Standard procedure: first they send the hordes of the regimen sycophants, the repudiation acts, with their “get-in-your-face attitude in full Nazi mode.

Then, the police intervene to control the “authentic demonstrations of the Cuban people against those paid by the evil empire that threaten the revolution”, bla, bla, bla…

Grandmothers, mothers, wives, sisters, dragged through the streets by the government thugs and forced into a bus, while they were chanting "Zapata vive!" (Zapata lives)

Dragged like stinky dogs. Pulled by their hair.

Dragging abided by those who are suffering the same food deprivation, who live in the same buildings in shambles, by woman who also live on a ration of 30 feminine pads a months… all done maybe for a “privileged” snack of a ham and cheese sandwich with a TuKola (nationally made soda pop).

Some of "spontaneus" even work overtime for the repressive forces.

There is no way that I can explain the unbelievable new lows Cuban society has been sunken by 50 years of communism. No way.

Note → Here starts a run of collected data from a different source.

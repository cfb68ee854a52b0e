// Copyright 2025 the Trellis Authors
// SPDX-License-Identifier: Apache-2.0 OR MIT

//! Interaction hooks.
//!
//! The state machines in [`trellis_event_state`] are pure: they consume an event and
//! report transitions. The hooks here own one machine each, publish its state as a
//! signal, fire the caller's callbacks for every transition, and hand out the
//! [`EventHandlers`] a component composes into its rendered element.
//!
//! Configuration that may change over time (`is_disabled`,
//! `prevent_focus_on_press`) is passed as a [`Derived`] and read when an event
//! arrives, so a handler never acts on a stale value. Press and hover hooks also
//! subscribe to `is_disabled` and reset as soon as it turns true.

use alloc::rc::{Rc, Weak};
use core::cell::RefCell;
use core::fmt;

use trellis_event_state::event::{
    Button, DragEvent, Event, FocusEvent, FocusModality, KeyboardEvent, MouseEvent,
    PointerEvent, PointerType,
};
use trellis_event_state::focus::FocusState;
use trellis_event_state::handlers::EventHandlers;
use trellis_event_state::hover::{HoverEvent, HoverState};
use trellis_event_state::press::{PressEvent, PressEvents, PressModality, PressState};
use trellis_state::{Derived, Signal, Subscription, Trigger};

use crate::polymorphic::ElementKind;

/// A shared callback.
pub type Callback<T> = Rc<dyn Fn(T)>;

/// Configuration of a [`PressInteraction`].
#[derive(Clone, Default)]
pub struct PressOptions {
    /// Suppresses presses; turning true cancels an active press. Defaults to false.
    pub is_disabled: Derived<bool>,
    /// Leave focus alone on pointer press and prevent the `mousedown` default that
    /// would move it. Defaults to false.
    pub prevent_focus_on_press: Derived<bool>,
    /// Focus state of the control, focused on pointer press.
    pub focus: Option<FocusInteraction>,
    /// The element the handlers are attached to. Native controls get a click from
    /// the host after a keyboard press, which must not activate twice; other
    /// elements do not. Defaults to a native control.
    pub element: Option<ElementKind>,
    /// A press started, or the pointer re-entered the target.
    pub on_press_start: Option<Callback<PressModality>>,
    /// A press ended, was canceled, or the pointer left the target.
    pub on_press_end: Option<Callback<PressModality>>,
    /// The press was released over the target.
    pub on_press_up: Option<Callback<PressModality>>,
    /// The press completed and activated the control.
    pub on_press: Option<Callback<PressModality>>,
    /// The pressed state changed.
    pub on_press_change: Option<Callback<bool>>,
}

impl PressOptions {
    /// Set [`on_press`](Self::on_press).
    pub fn on_press(mut self, f: impl Fn(PressModality) + 'static) -> Self {
        self.on_press = Some(Rc::new(f));
        self
    }

    /// Set [`on_press_start`](Self::on_press_start).
    pub fn on_press_start(mut self, f: impl Fn(PressModality) + 'static) -> Self {
        self.on_press_start = Some(Rc::new(f));
        self
    }

    /// Set [`on_press_end`](Self::on_press_end).
    pub fn on_press_end(mut self, f: impl Fn(PressModality) + 'static) -> Self {
        self.on_press_end = Some(Rc::new(f));
        self
    }

    /// Set [`on_press_up`](Self::on_press_up).
    pub fn on_press_up(mut self, f: impl Fn(PressModality) + 'static) -> Self {
        self.on_press_up = Some(Rc::new(f));
        self
    }

    /// Set [`on_press_change`](Self::on_press_change).
    pub fn on_press_change(mut self, f: impl Fn(bool) + 'static) -> Self {
        self.on_press_change = Some(Rc::new(f));
        self
    }
}

impl fmt::Debug for PressOptions {
    fn fmt(&self, f: &mut fmt::Formatter<'_>) -> fmt::Result {
        f.debug_struct("PressOptions")
            .field("is_disabled", &self.is_disabled.get())
            .field("prevent_focus_on_press", &self.prevent_focus_on_press.get())
            .field("focus", &self.focus)
            .field("element", &self.element)
            .finish_non_exhaustive()
    }
}

/// Press tracking for one control.
///
/// Cloning yields another handle to the same press state.
#[derive(Clone)]
pub struct PressInteraction {
    inner: Rc<PressInner>,
}

struct PressInner {
    state: RefCell<PressState>,
    is_pressed: Signal<bool>,
    options: PressOptions,
    _disabled: Subscription,
}
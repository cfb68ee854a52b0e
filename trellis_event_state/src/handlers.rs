// Copyright 2025 the Trellis Authors
// SPDX-License-Identifier: Apache-2.0 OR MIT

//! Event handler slots and composition.
//!
//! A component usually needs its own handlers (press, hover, focus tracking) on the
//! same events the caller wants to observe. Composition runs every handler in
//! declared order with the same event object. Components compose the caller's
//! handler first and their own second, so a caller sees each event before the
//! component reacts to it, and may prevent its default action.
//!
//! ```
//! use std::cell::RefCell;
//! use std::rc::Rc;
//! use trellis_event_state::event::{DomEvent, MouseEvent};
//! use trellis_event_state::handlers::EventHandlers;
//!
//! let log = Rc::new(RefCell::new(Vec::new()));
//!
//! let caller = {
//!     let log = log.clone();
//!     EventHandlers::new().on_click(move |_| log.borrow_mut().push("caller"))
//! };
//! let internal = {
//!     let log = log.clone();
//!     EventHandlers::new().on_click(move |_| log.borrow_mut().push("internal"))
//! };
//!
//! let mut handlers = EventHandlers::compose(caller, internal);
//! let mut click = DomEvent::Click(MouseEvent::virtual_click());
//! assert!(handlers.dispatch(&mut click));
//! assert_eq!(*log.borrow(), ["caller", "internal"]);
//! ```

use alloc::boxed::Box;
use core::fmt;

use smallvec::SmallVec;

use crate::event::{
    ChangeEvent, DomEvent, DragEvent, FocusEvent, KeyboardEvent, MouseEvent, PointerEvent,
};

/// A boxed event handler.
pub type Handler<E> = Box<dyn FnMut(&mut E)>;

/// Combine handlers into one that calls each present handler in order.
///
/// Returns `None` when no handler is present. A handler that prevents the default
/// action does not stop the handlers after it.
pub fn compose_handlers<E: 'static>(
    handlers: impl IntoIterator<Item = Option<Handler<E>>>,
) -> Option<Handler<E>> {
    let mut present: SmallVec<[Handler<E>; 2]> = handlers.into_iter().flatten().collect();
    match present.len() {
        0 => None,
        1 => present.pop(),
        _ => Some(Box::new(move |event: &mut E| {
            for handler in present.iter_mut() {
                handler(event);
            }
        })),
    }
}

macro_rules! event_handlers {
    ($( $field:ident, $builder:ident : $event:ty => $variant:ident, $dom:literal; )*) => {
        /// Optional handlers for every event type a component touches.
        #[derive(Default)]
        pub struct EventHandlers {
            $(
                #[doc = concat!("Handler for `", $dom, "`.")]
                pub $field: Option<Handler<$event>>,
            )*
        }

        impl EventHandlers {
            $(
                #[doc = concat!("Set the `", $dom, "` handler, replacing any previous one.")]
                pub fn $builder(mut self, handler: impl FnMut(&mut $event) + 'static) -> Self {
                    self.$field = Some(Box::new(handler));
                    self
                }
            )*

            /// Compose two handler sets slot by slot; `first` runs before `second`.
            pub fn compose(first: Self, second: Self) -> Self {
                Self {
                    $( $field: compose_handlers([first.$field, second.$field]), )*
                }
            }

            /// Route `event` to its slot. Returns whether a handler ran.
            pub fn dispatch(&mut self, event: &mut DomEvent) -> bool {
                match event {
                    $(
                        DomEvent::$variant(e) => match self.$field.as_mut() {
                            Some(handler) => {
                                handler(e);
                                true
                            }
                            None => false,
                        },
                    )*
                }
            }

            /// Whether no slot holds a handler.
            pub fn is_empty(&self) -> bool {
                true $( && self.$field.is_none() )*
            }
        }

        impl fmt::Debug for EventHandlers {
            fn fmt(&self, f: &mut fmt::Formatter<'_>) -> fmt::Result {
                let mut list = f.debug_set();
                $(
                    if self.$field.is_some() {
                        list.entry(&$dom);
                    }
                )*
                list.finish()
            }
        }
    };
}

event_handlers! {
    pointer_down, on_pointer_down: PointerEvent => PointerDown, "pointerdown";
    pointer_up, on_pointer_up: PointerEvent => PointerUp, "pointerup";
    pointer_move, on_pointer_move: PointerEvent => PointerMove, "pointermove";
    pointer_enter, on_pointer_enter: PointerEvent => PointerEnter, "pointerenter";
    pointer_leave, on_pointer_leave: PointerEvent => PointerLeave, "pointerleave";
    pointer_cancel, on_pointer_cancel: PointerEvent => PointerCancel, "pointercancel";
    mouse_down, on_mouse_down: MouseEvent => MouseDown, "mousedown";
    mouse_up, on_mouse_up: MouseEvent => MouseUp, "mouseup";
    click, on_click: MouseEvent => Click, "click";
    key_down, on_key_down: KeyboardEvent => KeyDown, "keydown";
    key_up, on_key_up: KeyboardEvent => KeyUp, "keyup";
    drag_start, on_drag_start: DragEvent => DragStart, "dragstart";
    focus, on_focus: FocusEvent => Focus, "focus";
    blur, on_blur: FocusEvent => Blur, "blur";
    change, on_change: ChangeEvent => Change, "change";
}

impl EventHandlers {
    /// An empty handler set.
    pub fn new() -> Self {
        Self::default()
    }
}

#[cfg(test)]
mod tests {
    use super::*;
    use crate::event::{Event, Key, PointerType};
    use alloc::rc::Rc;
    use alloc::vec;
    use alloc::vec::Vec;
    use core::cell::RefCell;
    use kurbo::Point;

    #[test]
    fn compose_runs_in_declared_order_with_same_event() {
        let log = Rc::new(RefCell::new(Vec::new()));
        let h1: Handler<MouseEvent> = {
            let log = log.clone();
            Box::new(move |e: &mut MouseEvent| {
                log.borrow_mut().push(("h1", e.detail));
                e.detail = 7;
            })
        };
        let h2: Handler<MouseEvent> = {
            let log = log.clone();
            Box::new(move |e: &mut MouseEvent| log.borrow_mut().push(("h2", e.detail)))
        };

        let mut composed = compose_handlers([Some(h1), None, Some(h2)]).expect("two handlers");
        composed(&mut MouseEvent::new(Point::ZERO));
        // h2 observes the mutation h1 made, so both saw the same object.
        assert_eq!(*log.borrow(), vec![("h1", 1), ("h2", 7)]);
    }

    #[test]
    fn compose_of_nothing_is_none() {
        assert!(compose_handlers::<MouseEvent>([None, None]).is_none());
    }

    #[test]
    fn prevent_default_does_not_stop_later_handlers() {
        let ran = Rc::new(RefCell::new(false));
        let first = EventHandlers::new().on_key_down(|e| e.prevent_default());
        let second = {
            let ran = ran.clone();
            EventHandlers::new().on_key_down(move |_| *ran.borrow_mut() = true)
        };
        let mut handlers = EventHandlers::compose(first, second);

        let mut event = DomEvent::KeyDown(KeyboardEvent::new(Key::Space));
        handlers.dispatch(&mut event);
        assert!(*ran.borrow());
        assert!(event.is_default_prevented());
    }

    #[test]
    fn dispatch_reports_missing_slot() {
        let mut handlers = EventHandlers::new().on_pointer_enter(|_| {});
        assert!(!handlers.is_empty());
        let mut leave = DomEvent::PointerLeave(PointerEvent::new(PointerType::Mouse, Point::ZERO));
        assert!(!handlers.dispatch(&mut leave));
        let mut enter = DomEvent::PointerEnter(PointerEvent::new(PointerType::Mouse, Point::ZERO));
        assert!(handlers.dispatch(&mut enter));
    }
}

There are words that fly over my mind, like butterflies waiting for a storm, when I see the images:
(Sources: AP, Reuters, AFP, BBC)









Dishonor. - Deshonor



Injustice - Injusticia



Complicity - Complicidad



About eight of the Ladies in White had to go to the hospital Calixto García, nearby the Havana University in the capital, due to the lesions received. One of them was Reina Luisa Tamayo, whose son Orlando Zpata Tamayo, died in a hunger strike last month.

Coincidentally, Fernando Ravsberg, the BBC correspondent / sycophant in Havana (see video above) has a weird concept of "mistreatment", and, in the words of the Ladies in White, doesn't have the set of pants required to truthfully report what really happened.
Exit quote: "Somos mujeres pacíficas, y dignas también. Y demandamos la libertad a este gobierno. No nos vamos a callar. Cueste lo que cueste. Aunque nos tiren al suelo. Aunque nos maten".

"We are peacuful women, and we have dignity too. And we demand freedom from this government. We are not going to shut up. Whatever it takes; even if they drag us through the floor. Even if they kill us."

Berta Soler, wife of political prisoner Angel Moya, sentenced to 20 years in prison.

The day of his arrest, he was dragged down the stairs of our building in Alamar, while he was screaming to the top of his lungs: "Long Live the Human Rights". They are/were my upstairs lifetime neighbors.